Assignment: Filter the records for lines holding the string "PickContext".

Records to process:
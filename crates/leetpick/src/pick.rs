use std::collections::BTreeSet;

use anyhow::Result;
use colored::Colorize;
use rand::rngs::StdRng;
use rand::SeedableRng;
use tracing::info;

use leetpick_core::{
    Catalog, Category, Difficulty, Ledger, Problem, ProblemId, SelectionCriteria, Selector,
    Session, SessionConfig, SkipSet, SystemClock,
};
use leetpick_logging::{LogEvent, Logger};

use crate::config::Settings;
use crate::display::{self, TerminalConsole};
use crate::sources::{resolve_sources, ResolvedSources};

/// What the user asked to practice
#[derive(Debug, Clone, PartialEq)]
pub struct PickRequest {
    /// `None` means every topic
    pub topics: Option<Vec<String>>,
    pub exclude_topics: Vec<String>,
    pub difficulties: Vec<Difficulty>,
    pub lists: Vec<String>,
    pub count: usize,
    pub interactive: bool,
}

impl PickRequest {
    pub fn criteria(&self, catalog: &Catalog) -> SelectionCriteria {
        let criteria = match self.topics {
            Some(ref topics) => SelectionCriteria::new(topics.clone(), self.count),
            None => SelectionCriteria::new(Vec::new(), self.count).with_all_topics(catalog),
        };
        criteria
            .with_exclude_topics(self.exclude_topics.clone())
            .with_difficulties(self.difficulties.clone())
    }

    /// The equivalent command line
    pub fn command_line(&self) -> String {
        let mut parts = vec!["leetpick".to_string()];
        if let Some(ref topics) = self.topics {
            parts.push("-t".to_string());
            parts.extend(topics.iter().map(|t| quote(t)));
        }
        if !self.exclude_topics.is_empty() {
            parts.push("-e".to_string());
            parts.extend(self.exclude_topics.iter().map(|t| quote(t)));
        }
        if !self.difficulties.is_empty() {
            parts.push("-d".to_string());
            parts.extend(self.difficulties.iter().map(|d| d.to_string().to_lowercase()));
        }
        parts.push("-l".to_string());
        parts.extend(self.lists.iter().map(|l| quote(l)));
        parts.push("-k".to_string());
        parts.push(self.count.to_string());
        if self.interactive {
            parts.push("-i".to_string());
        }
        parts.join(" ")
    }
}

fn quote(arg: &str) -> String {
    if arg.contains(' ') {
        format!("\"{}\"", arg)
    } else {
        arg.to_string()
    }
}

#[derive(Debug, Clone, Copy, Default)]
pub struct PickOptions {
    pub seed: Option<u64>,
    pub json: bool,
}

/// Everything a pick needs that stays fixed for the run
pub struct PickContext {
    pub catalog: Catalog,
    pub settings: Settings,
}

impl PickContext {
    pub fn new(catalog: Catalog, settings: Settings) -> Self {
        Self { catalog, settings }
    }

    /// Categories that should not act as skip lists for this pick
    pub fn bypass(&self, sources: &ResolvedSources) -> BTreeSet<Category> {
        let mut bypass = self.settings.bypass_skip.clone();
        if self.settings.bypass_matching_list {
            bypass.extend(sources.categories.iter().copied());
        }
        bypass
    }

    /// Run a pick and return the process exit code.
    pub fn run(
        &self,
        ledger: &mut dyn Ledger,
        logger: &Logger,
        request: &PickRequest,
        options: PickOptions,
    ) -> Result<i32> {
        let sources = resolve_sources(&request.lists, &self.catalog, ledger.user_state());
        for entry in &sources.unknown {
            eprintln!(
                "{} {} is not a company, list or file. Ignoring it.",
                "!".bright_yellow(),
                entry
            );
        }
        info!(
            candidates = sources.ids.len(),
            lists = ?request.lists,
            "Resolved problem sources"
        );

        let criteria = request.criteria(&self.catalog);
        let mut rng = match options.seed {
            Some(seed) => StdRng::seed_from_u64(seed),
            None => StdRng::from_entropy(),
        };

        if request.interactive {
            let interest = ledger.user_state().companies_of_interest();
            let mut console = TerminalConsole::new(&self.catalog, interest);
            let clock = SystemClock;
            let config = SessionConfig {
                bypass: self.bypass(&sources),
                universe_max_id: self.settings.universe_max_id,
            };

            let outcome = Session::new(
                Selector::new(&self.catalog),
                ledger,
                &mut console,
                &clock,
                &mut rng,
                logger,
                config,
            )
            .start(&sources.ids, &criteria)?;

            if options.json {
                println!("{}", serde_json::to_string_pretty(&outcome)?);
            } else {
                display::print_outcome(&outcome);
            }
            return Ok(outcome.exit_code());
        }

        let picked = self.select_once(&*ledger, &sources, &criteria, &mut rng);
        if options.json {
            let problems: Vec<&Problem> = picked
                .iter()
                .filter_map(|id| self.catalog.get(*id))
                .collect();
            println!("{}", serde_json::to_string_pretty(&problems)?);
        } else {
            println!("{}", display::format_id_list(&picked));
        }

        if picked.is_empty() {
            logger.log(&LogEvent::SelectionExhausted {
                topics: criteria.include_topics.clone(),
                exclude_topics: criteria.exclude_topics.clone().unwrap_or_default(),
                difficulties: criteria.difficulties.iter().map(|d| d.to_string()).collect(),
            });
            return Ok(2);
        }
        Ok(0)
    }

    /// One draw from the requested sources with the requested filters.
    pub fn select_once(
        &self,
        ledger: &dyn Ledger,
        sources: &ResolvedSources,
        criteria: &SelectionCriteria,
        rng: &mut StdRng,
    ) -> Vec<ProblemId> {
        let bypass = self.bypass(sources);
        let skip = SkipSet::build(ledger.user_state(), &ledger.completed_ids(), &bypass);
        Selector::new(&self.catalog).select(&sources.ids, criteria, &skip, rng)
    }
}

Response:
pub struct PickContext {
impl PickContext {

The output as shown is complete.